IDEAS home Printed from https://ideas.repec.org/a/eee/csdana/v71y2014icp758-770.html
   My bibliography  Save this article

Model selection and model averaging after multiple imputation

Author

Listed:
  • Schomaker, Michael
  • Heumann, Christian

Abstract

Model selection and model averaging are two important techniques to obtain practical and useful models in applied research. However, it is now well-known that many complex issues arise, especially in the context of model selection, when the stochastic nature of the selection process is ignored and estimates, standard errors, and confidence intervals are calculated as if the selected model was known a priori. While model averaging aims to incorporate the uncertainty associated with the model selection process by combining estimates over a set of models, there is still some debate over appropriate interpretation and confidence interval construction.
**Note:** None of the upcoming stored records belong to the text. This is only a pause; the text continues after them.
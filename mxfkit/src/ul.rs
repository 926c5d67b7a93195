//! Universal Labels and key classification
//!
//! Universal Labels are 16-byte SMPTE identifiers; every KLV key in an MXF
//! file is one. Classification matches label prefixes, some of which carry
//! a wildcard byte, so the order of the checks in [`classify`] matters.

use std::borrow::Cow;
use std::fmt;

use crate::partition::PartitionKind;

/// A 16-byte Universal Label
pub type UL = [u8; 16];

/// Universal Label wrapper with helper methods
#[derive(Clone, Copy, PartialEq, Eq, Hash, Default)]
pub struct UniversalLabel(pub UL);

impl UniversalLabel {
    /// Create from raw bytes
    pub fn new(bytes: UL) -> Self {
        UniversalLabel(bytes)
    }

    /// Create from the first 16 bytes of a slice
    pub fn from_slice(bytes: &[u8]) -> Option<Self> {
        let ul: UL = bytes.get(..16)?.try_into().ok()?;
        Some(UniversalLabel(ul))
    }

    /// Get raw bytes
    pub fn as_bytes(&self) -> &UL {
        &self.0
    }

    /// Check if this is a SMPTE-registered label (starts with 06 0E 2B 34)
    pub fn is_smpte(&self) -> bool {
        self.0[0..4] == labels::SMPTE_PREFIX
    }

    /// Check if this is a partition pack
    pub fn is_partition_pack(&self) -> bool {
        self.partition_kind().is_some()
    }

    /// Partition kind carried in byte 13 of a partition pack key
    pub fn partition_kind(&self) -> Option<PartitionKind> {
        if self.0[0..13] != labels::PARTITION_PACK {
            return None;
        }
        PartitionKind::from_key_byte(self.0[13])
    }

    /// Check if this is a fill item
    pub fn is_fill_item(&self) -> bool {
        self.0 == labels::FILL_ITEM
    }

    /// Check if this is a structural metadata set
    pub fn is_structural_metadata(&self) -> bool {
        matches_wildcard(&self.0, &labels::STRUCTURAL_METADATA)
    }
}

impl fmt::Debug for UniversalLabel {
    fn fmt(&self, f: &mut fmt::Formatter<'_>) -> fmt::Result {
        write!(f, "UL({})", self)
    }
}

impl fmt::Display for UniversalLabel {
    fn fmt(&self, f: &mut fmt::Formatter<'_>) -> fmt::Result {
        for (i, byte) in self.0.iter().enumerate() {
            if i > 0 {
                f.write_str(".")?;
            }
            write!(f, "{:02x}", byte)?;
        }
        Ok(())
    }
}

impl From<UL> for UniversalLabel {
    fn from(bytes: UL) -> Self {
        UniversalLabel(bytes)
    }
}

/// Compare `key` against a prefix whose byte 5 (the set length coding) is
/// a wildcard.
fn matches_wildcard(key: &UL, prefix: &[u8]) -> bool {
    key[0..5] == prefix[0..5] && key[6..prefix.len()] == prefix[6..]
}

/// Structural metadata set kinds resolved by name
#[derive(Debug, Clone, Copy, PartialEq, Eq, Hash)]
pub enum StructuralSet {
    Preface,
    Identification,
    ContentStorage,
    EssenceContainerData,
    MaterialPackage,
    SourcePackage,
    TimelineTrack,
    Sequence,
    SourceClip,
    TimecodeComponent,
    MultipleDescriptor,
    /// Any other set, by the code in key bytes 13..15
    Other(u16),
}

/// Set codes (key bytes 13..15) of the named structural sets
static STRUCTURAL_SETS: &[(u16, StructuralSet, &str)] = &[
    (0x012F, StructuralSet::Preface, "Preface"),
    (0x0130, StructuralSet::Identification, "Identification"),
    (0x0118, StructuralSet::ContentStorage, "Content Storage"),
    (0x0123, StructuralSet::EssenceContainerData, "Essence Container Data"),
    (0x0136, StructuralSet::MaterialPackage, "Material Package"),
    (0x0137, StructuralSet::SourcePackage, "Source Package"),
    (0x013B, StructuralSet::TimelineTrack, "Timeline Track"),
    (0x010F, StructuralSet::Sequence, "Sequence"),
    (0x0111, StructuralSet::SourceClip, "Source Clip"),
    (0x0114, StructuralSet::TimecodeComponent, "Timecode Component"),
    (0x0144, StructuralSet::MultipleDescriptor, "Multiple Descriptor"),
];

impl StructuralSet {
    /// Resolve a set code
    pub fn from_code(code: u16) -> Self {
        STRUCTURAL_SETS
            .iter()
            .find(|(c, _, _)| *c == code)
            .map(|(_, set, _)| *set)
            .unwrap_or(StructuralSet::Other(code))
    }

    /// The set code in key bytes 13..15
    pub fn code(&self) -> u16 {
        match self {
            StructuralSet::Other(code) => *code,
            known => STRUCTURAL_SETS
                .iter()
                .find(|(_, set, _)| set == known)
                .map(|(code, _, _)| *code)
                .unwrap_or_default(),
        }
    }

    /// Human-readable name
    pub fn name(&self) -> Cow<'static, str> {
        match self {
            StructuralSet::Other(code) => {
                Cow::Owned(format!("Structural Metadata 0x{:04x}", code))
            }
            known => STRUCTURAL_SETS
                .iter()
                .find(|(_, set, _)| set == known)
                .map(|(_, _, name)| Cow::Borrowed(*name))
                .unwrap_or(Cow::Borrowed("Structural Metadata")),
        }
    }
}

/// Semantic category of a KLV key
#[derive(Debug, Clone, Copy, PartialEq, Eq, Hash)]
pub enum Classification {
    /// KLV fill (padding to the KAG)
    FillItem,
    /// Partition pack
    PartitionPack(PartitionKind),
    /// Primer pack (local tag to UL mapping)
    PrimerPack,
    /// Essence element
    EssenceElement,
    /// Structural metadata set
    StructuralMetadata(StructuralSet),
    /// Index table segment
    IndexTableSegment,
    /// Random index pack
    RandomIndexPack,
    /// Anything else; kept, just not named
    Unknown,
}

impl Classification {
    /// Whether the key was recognized
    pub fn is_known(&self) -> bool {
        !matches!(self, Classification::Unknown)
    }

    /// Whether this is padding
    pub fn is_fill(&self) -> bool {
        matches!(self, Classification::FillItem)
    }

    /// Human-readable name
    pub fn name(&self) -> Cow<'static, str> {
        match self {
            Classification::FillItem => "Fill Item".into(),
            Classification::PartitionPack(kind) => match kind {
                PartitionKind::Header => "Header Partition Pack".into(),
                PartitionKind::Body => "Body Partition Pack".into(),
                PartitionKind::Footer => "Footer Partition Pack".into(),
            },
            Classification::PrimerPack => "Primer Pack".into(),
            Classification::EssenceElement => "Essence Element".into(),
            Classification::StructuralMetadata(set) => match set {
                StructuralSet::Other(_) => set.name(),
                named => format!("SM - {}", named.name()).into(),
            },
            Classification::IndexTableSegment => "Index Table Segment".into(),
            Classification::RandomIndexPack => "Random Index Pack".into(),
            Classification::Unknown => "Unknown KLV".into(),
        }
    }
}

impl fmt::Display for Classification {
    fn fmt(&self, f: &mut fmt::Formatter<'_>) -> fmt::Result {
        f.write_str(&self.name())
    }
}

/// Classify a KLV key.
pub fn classify(key: &UniversalLabel) -> Classification {
    let ul = key.as_bytes();

    if key.is_fill_item() {
        return Classification::FillItem;
    }
    if let Some(kind) = key.partition_kind() {
        return Classification::PartitionPack(kind);
    }
    if ul[0..14] == labels::PRIMER_PACK {
        return Classification::PrimerPack;
    }
    if key.is_structural_metadata() {
        let code = u16::from_be_bytes([ul[13], ul[14]]);
        return Classification::StructuralMetadata(StructuralSet::from_code(code));
    }
    if matches_wildcard(ul, &labels::INDEX_TABLE_SEGMENT) {
        return Classification::IndexTableSegment;
    }
    if ul[0..12] == labels::ESSENCE_ELEMENT {
        return Classification::EssenceElement;
    }
    if ul[0..15] == labels::RANDOM_INDEX_PACK {
        return Classification::RandomIndexPack;
    }
    Classification::Unknown
}

/// Well-known Universal Labels and label prefixes
pub mod labels {
    use super::UL;

    /// SMPTE Label prefix
    pub const SMPTE_PREFIX: [u8; 4] = [0x06, 0x0E, 0x2B, 0x34];

    /// Fill item
    pub const FILL_ITEM: UL = [
        0x06, 0x0E, 0x2B, 0x34, 0x01, 0x01, 0x01, 0x02, 0x03, 0x01, 0x02, 0x10, 0x01, 0x00, 0x00,
        0x00,
    ];

    /// Partition pack prefix; byte 13 is the kind, byte 14 the status
    pub const PARTITION_PACK: [u8; 13] = [
        0x06, 0x0E, 0x2B, 0x34, 0x02, 0x05, 0x01, 0x01, 0x0D, 0x01, 0x02, 0x01, 0x01,
    ];

    /// Operational pattern prefix; bytes 12..15 carry the pattern
    pub const OPERATIONAL_PATTERN: [u8; 12] = [
        0x06, 0x0E, 0x2B, 0x34, 0x04, 0x01, 0x01, 0x01, 0x0D, 0x01, 0x02, 0x01,
    ];

    /// Structural metadata prefix; byte 5 is a wildcard
    pub const STRUCTURAL_METADATA: [u8; 13] = [
        0x06, 0x0E, 0x2B, 0x34, 0x02, 0x00, 0x01, 0x01, 0x0D, 0x01, 0x01, 0x01, 0x01,
    ];

    /// Primer pack prefix; byte 14 is the version
    pub const PRIMER_PACK: [u8; 14] = [
        0x06, 0x0E, 0x2B, 0x34, 0x02, 0x05, 0x01, 0x01, 0x0D, 0x01, 0x02, 0x01, 0x01, 0x05,
    ];

    /// Generic-container essence element prefix
    pub const ESSENCE_ELEMENT: [u8; 12] = [
        0x06, 0x0E, 0x2B, 0x34, 0x01, 0x02, 0x01, 0x01, 0x0D, 0x01, 0x03, 0x01,
    ];

    /// Index table segment prefix; byte 5 is a wildcard
    pub const INDEX_TABLE_SEGMENT: [u8; 15] = [
        0x06, 0x0E, 0x2B, 0x34, 0x02, 0x00, 0x01, 0x01, 0x0D, 0x01, 0x02, 0x01, 0x01, 0x10, 0x01,
    ];

    /// Random index pack prefix
    pub const RANDOM_INDEX_PACK: [u8; 15] = [
        0x06, 0x0E, 0x2B, 0x34, 0x02, 0x05, 0x01, 0x01, 0x0D, 0x01, 0x02, 0x01, 0x01, 0x11, 0x01,
    ];

    /// Full partition pack key for a kind byte and status byte
    pub const fn partition_pack(kind: u8, status: u8) -> UL {
        let mut ul = [0u8; 16];
        let mut i = 0;
        while i < 13 {
            ul[i] = PARTITION_PACK[i];
            i += 1;
        }
        ul[13] = kind;
        ul[14] = status;
        ul
    }

    /// Header partition - closed complete
    pub const HEADER_PARTITION_CLOSED_COMPLETE: UL = partition_pack(0x02, 0x04);

    /// Body partition - open incomplete
    pub const BODY_PARTITION_OPEN_INCOMPLETE: UL = partition_pack(0x03, 0x01);

    /// Footer partition - closed complete
    pub const FOOTER_PARTITION_CLOSED_COMPLETE: UL = partition_pack(0x04, 0x04);

    /// Primer pack, version 1
    pub const PRIMER_PACK_V1: UL = [
        0x06, 0x0E, 0x2B, 0x34, 0x02, 0x05, 0x01, 0x01, 0x0D, 0x01, 0x02, 0x01, 0x01, 0x05, 0x01,
        0x00,
    ];

    /// Random index pack
    pub const RANDOM_INDEX_PACK_V1: UL = [
        0x06, 0x0E, 0x2B, 0x34, 0x02, 0x05, 0x01, 0x01, 0x0D, 0x01, 0x02, 0x01, 0x01, 0x11, 0x01,
        0x00,
    ];

    /// Preface set
    pub const PREFACE: UL = [
        0x06, 0x0E, 0x2B, 0x34, 0x02, 0x53, 0x01, 0x01, 0x0D, 0x01, 0x01, 0x01, 0x01, 0x01, 0x2F,
        0x00,
    ];

    /// Index table segment, 2-byte local set coding
    pub const INDEX_TABLE_SEGMENT_V1: UL = [
        0x06, 0x0E, 0x2B, 0x34, 0x02, 0x53, 0x01, 0x01, 0x0D, 0x01, 0x02, 0x01, 0x01, 0x10, 0x01,
        0x00,
    ];

    /// Op1a operational pattern
    pub const OP1A: UL = [
        0x06, 0x0E, 0x2B, 0x34, 0x04, 0x01, 0x01, 0x01, 0x0D, 0x01, 0x02, 0x01, 0x01, 0x01, 0x09,
        0x00,
    ];
}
These problems become even more complex in the presence of missing data and it is currently not entirely clear how to proceed. To deal with such situations, a framework for model selection and model averaging in the context of missing data is proposed. The focus lies on multiple imputation as a strategy to deal with the missingness: a consequent combination with model averaging aims to incorporate both the uncertainty associated with the model selection and with the imputation process. Furthermore, the performance of bootstrapping as a flexible extension to our framework is evaluated. Monte Carlo simulations are used to reveal the nature of the proposed estimators in the context of the linear regression model. The practical implications of our approach are illustrated by means of a recent survival study on sputum culture conversion in pulmonary tuberculosis.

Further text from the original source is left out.